First they moved the dead body into a hallway. Then they took it into a shower room.
There it remained, ignored, for more than nine hours. No one showed up to take it to the morgue because no one called the dispatchers.
Not much is known about the unidentified veteran who died in hospice care at the Bay Pines VA Healthcare System outside St. Petersburg, Fla. But a hospital investigation made public Friday by the Tampa Bay Times criticizes staff members for leaving the veteran’s body unattended for such a long time and then trying to cover up their mistake.
The veteran died in February, and the Times obtained the report from the hospital’s Administrative Investigation Board through a Freedom of Information Act request. Investigators interviewed more than 30 witnesses, the Times reported, finding that hospice staff members “demonstrated a lack of concern, attention and respect” for the veteran and subjected the veteran’s body to “increased risk of decomposition.”
According to the heavily redacted report, the veteran died while receiving treatment in the hospice unit at the sprawling medical complex on Florida’s Gulf Coast. When staff members learned the veteran had died, the report says, they asked a transporter to carry the body to a morgue. The transporter allegedly told them to contact dispatchers instead.
“That request was never made, so those responsible for taking away the body never showed up,” the Times reported.
The body sat in a hallway for an unspecified amount of time before staff members moved it into a shower room, according to the Times. They left it there unattended for more than nine hours, investigators reportedly found.
Decomposition of the human body begins within minutes of death.

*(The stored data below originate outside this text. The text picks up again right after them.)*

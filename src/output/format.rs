//! Output formatters.

use std::io::{self, Write};

use crate::domain::{Candidate, ExportFormat};

/// Write `candidates` in `format`.
///
/// # Errors
///
/// Returns any error from the underlying writer.
pub fn write_candidates<W: Write>(
    writer: &mut W,
    format: ExportFormat,
    candidates: &[Candidate],
) -> io::Result<()> {
    match format {
        ExportFormat::Txt => write_txt(writer, candidates),
        ExportFormat::Csv => write_csv(writer, candidates),
        ExportFormat::Json => write_json(writer, candidates),
    }
}

/// One handle per line.
fn write_txt<W: Write>(writer: &mut W, candidates: &[Candidate]) -> io::Result<()> {
    for candidate in candidates {
        writeln!(writer, "{}", candidate.handle)?;
    }
    Ok(())
}

/// `name,handle` header, then one row per candidate.
fn write_csv<W: Write>(writer: &mut W, candidates: &[Candidate]) -> io::Result<()> {
    writeln!(writer, "name,handle")?;
    for candidate in candidates {
        writeln!(
            writer,
            "{},{}",
            csv_field(&candidate.name),
            csv_field(&candidate.handle)
        )?;
    }
    Ok(())
}

/// Pretty-printed array of candidate records.
fn write_json<W: Write>(writer: &mut W, candidates: &[Candidate]) -> io::Result<()> {
    serde_json::to_writer_pretty(&mut *writer, candidates)?;
    writeln!(writer)
}

/// Quote a CSV field when it contains a delimiter, quote or line break.
fn csv_field(value: &str) -> std::borrow::Cow<'_, str> {
    if value.contains([',', '"', '\n', '\r']) {
        format!("\"{}\"", value.replace('"', "\"\"")).into()
    } else {
        value.into()
    }
}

The process, called autolysis, or self-digestion, begins when cells lose oxygen and tissues start to break down.
When the veteran’s body was finally moved, Bay Pines staff members “falsely documented” the incident and tried to blame their mistakes on a communication breakdown that never happened, according to the Times. Staff members also tried to pin blame on a lack of clerical staff in the hospital, and they failed to update an organizational chart to make it harder to determine who was in charge, investigators found.

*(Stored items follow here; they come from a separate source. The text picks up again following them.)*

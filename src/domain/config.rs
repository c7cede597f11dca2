//! Generator configuration types.
//!
//! These types hold the validated, read-only configuration for one run.

use std::num::NonZeroUsize;

use clap::ValueEnum;
use serde::{Deserialize, Serialize};

use super::{NumberRange, Profile};
use crate::error::{AppError, Result};

/// What to generate.
#[derive(Debug, Clone, Copy, Default, PartialEq, Eq, Hash, Serialize, Deserialize, ValueEnum)]
#[serde(rename_all = "lowercase")]
pub enum Mode {
    /// Usernames only.
    #[default]
    Usernames,
    /// Emails only.
    Emails,
    /// Usernames followed by emails.
    Both,
}

impl Mode {
    /// Whether usernames are part of the output.
    #[must_use]
    pub const fn includes_usernames(self) -> bool {
        matches!(self, Self::Usernames | Self::Both)
    }

    /// Whether emails are part of the output.
    #[must_use]
    pub const fn includes_emails(self) -> bool {
        matches!(self, Self::Emails | Self::Both)
    }
}

impl std::fmt::Display for Mode {
    fn fmt(&self, f: &mut std::fmt::Formatter<'_>) -> std::fmt::Result {
        match self {
            Self::Usernames => write!(f, "usernames"),
            Self::Emails => write!(f, "emails"),
            Self::Both => write!(f, "both"),
        }
    }
}

/// Output file format.
#[derive(Debug, Clone, Copy, Default, PartialEq, Eq, Hash, Serialize, Deserialize, ValueEnum)]
#[serde(rename_all = "lowercase")]
pub enum ExportFormat {
    /// One handle per line.
    #[default]
    Txt,
    /// `name,handle` rows with a header.
    Csv,
    /// Array of candidate records.
    Json,
}

impl ExportFormat {
    /// File extension for this format.
    #[must_use]
    pub const fn extension(self) -> &'static str {
        match self {
            Self::Txt => "txt",
            Self::Csv => "csv",
            Self::Json => "json",
        }
    }
}

impl std::fmt::Display for ExportFormat {
    fn fmt(&self, f: &mut std::fmt::Formatter<'_>) -> std::fmt::Result {
        f.write_str(self.extension())
    }
}

/// Casing applied to generated usernames.
#[derive(Debug, Clone, Copy, Default, PartialEq, Eq, Hash, Serialize, Deserialize, ValueEnum)]
#[serde(rename_all = "lowercase")]
pub enum CaseMode {
    /// Lower-case everything.
    #[default]
    Lower,
    /// Keep the input's casing.
    Original,
    /// Upper-case everything.
    Upper,
}

impl CaseMode {
    /// Apply this casing to a token.
    #[must_use]
    pub fn apply(self, token: &str) -> String {
        match self {
            Self::Lower => token.to_lowercase(),
            Self::Original => token.to_string(),
            Self::Upper => token.to_uppercase(),
        }
    }
}

impl std::fmt::Display for CaseMode {
    fn fmt(&self, f: &mut std::fmt::Formatter<'_>) -> std::fmt::Result {
        match self {
            Self::Lower => write!(f, "lower"),
            Self::Original => write!(f, "original"),
            Self::Upper => write!(f, "upper"),
        }
    }
}

/// Validated configuration for the handle generator.
#[derive(Debug, Clone, Default, PartialEq, Eq)]
pub struct GeneratorConfig {
    /// Active template profile.
    pub profile: Profile,

    /// What to generate.
    pub mode: Mode,

    /// Transliterate to ASCII and strip apostrophes/hyphens.
    pub ascii: bool,

    /// Output casing.
    pub case: CaseMode,

    /// Truncate usernames to this many characters.
    pub max_length: Option<NonZeroUsize>,

    /// Numeric suffixes appended to every username.
    pub numbers: Option<NumberRange>,

    /// Email domains, cleaned and deduplicated, in given order.
    pub domains: Vec<String>,

    /// Extra templates appended to the profile catalog.
    pub patterns: Vec<String>,

    /// Keep at most this many usernames per name.
    pub max_per_name: Option<NonZeroUsize>,
}

impl GeneratorConfig {
    /// Validate cross-field constraints.
    ///
    /// # Errors
    ///
    /// Returns `MissingDomain` if the mode needs emails but no domain is set,
    /// or `InvalidConfig` if a domain is blank.
    pub fn validate(&self) -> Result<()> {
        if self.mode.includes_emails() && self.domains.is_empty() {
            return Err(AppError::MissingDomain(self.mode.to_string()));
        }
        if let Some(domain) = self.domains.iter().find(|d| d.is_empty()) {
            return Err(AppError::InvalidConfig(format!("empty domain '{domain}'")));
        }
        Ok(())
    }
}

/// Clean user-supplied domains: trim, drop a leading `@`, keep first occurrence.
///
/// # Errors
///
/// Returns `InvalidConfig` if a domain is blank or contains whitespace or `@`.
pub fn clean_domains<I, S>(domains: I) -> Result<Vec<String>>
where
    I: IntoIterator<Item = S>,
    S: AsRef<str>,
{
    let mut cleaned: Vec<String> = Vec::new();
    for raw in domains {
        let raw = raw.as_ref();
        let domain = raw.trim().trim_start_matches('@').to_lowercase();
        if domain.is_empty() {
            return Err(AppError::InvalidConfig(format!("empty domain '{raw}'")));
        }
        if domain.contains('@') || domain.chars().any(char::is_whitespace) {
            return Err(AppError::InvalidConfig(format!("invalid domain '{raw}'")));
        }
        if !cleaned.contains(&domain) {
            cleaned.push(domain);
        }
    }
    Ok(cleaned)
}

#[cfg(test)]
mod tests {
    use super::*;

    #[test]
    fn test_mode_flags() {
        assert!(Mode::Usernames.includes_usernames());
        assert!(!Mode::Usernames.includes_emails());
        assert!(Mode::Emails.includes_emails());
        assert!(Mode::Both.includes_usernames() && Mode::Both.includes_emails());
    }

    #[test]
    fn test_emails_without_domain_rejected() {
        let config = GeneratorConfig {
            mode: Mode::Emails,
            ..Default::default()
        };
        assert!(matches!(config.validate(), Err(AppError::MissingDomain(_))));

        let config = GeneratorConfig {
            mode: Mode::Both,
            ..Default::default()
        };
        assert!(matches!(config.validate(), Err(AppError::MissingDomain(_))));
    }

    #[test]
    fn test_usernames_without_domain_ok() {
        assert!(GeneratorConfig::default().validate().is_ok());
    }

    #[test]
    fn test_clean_domains() {
        let domains = clean_domains([" @A.com", "b.com", "a.com"]).unwrap();
        assert_eq!(domains, ["a.com", "b.com"]);
    }

    #[test]
    fn test_clean_domains_rejects_bad_values() {
        assert!(clean_domains(["  "]).is_err());
        assert!(clean_domains(["@"]).is_err());
        assert!(clean_domains(["a b.com"]).is_err());
        assert!(clean_domains(["x@y.com"]).is_err());
    }

    #[test]
    fn test_case_mode() {
        assert_eq!(CaseMode::Lower.apply("McDonald"), "mcdonald");
        assert_eq!(CaseMode::Original.apply("McDonald"), "McDonald");
        assert_eq!(CaseMode::Upper.apply("McDonald"), "MCDONALD");
    }

    #[test]
    fn test_export_extension() {
        assert_eq!(ExportFormat::Csv.extension(), "csv");
        assert_eq!(ExportFormat::default().to_string(), "txt");
    }
}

A Bay Pines spokesman called the report’s findings “unacceptable” and told the Times that the hospital was retraining staff members and changing its procedures in response.
“We feel that we have taken strong, appropriate and expeditious steps to strengthen and improve our existing systems and processes within the unit,” hospital spokesman Jason Dangel told the Times, declining to say whether any workers had been fired. “It is our expectation that each veteran is transported to their final resting place in the timely, respectful and honorable manner. America’s heroes deserve nothing less.”
Rep. Gus Bilirakis (R-Fla.) criticized the Department of Veterans Affairs for the way the hospital handled the veteran’s death.
“I am deeply disturbed by the incident that occurred at the Bay Pines VA hospital, and even more distressed to learn that staff attempted to cover it up,” Bilirakis said in a Facebook post Friday. “Unsurprisingly, not a single VA employee has been fired following this incident, despite a clear lack of concern and respect for the Veteran. The men and women who sacrificed on behalf of our nation deserve better.”
At least two other veterans care facilities have come under fire this month amid claims that they failed to properly care for patients. In Oklahoma, a physician assistant and three nurses resigned from a state veterans affairs facility after a veteran who had a wound infested with maggots died in October, the Tulsa World reported. In Wisconsin, a dentist resigned from a state veterans affairs hospital after being accused of treating hundreds of patients with equipment that had not been properly cleaned, according to the Associated Press.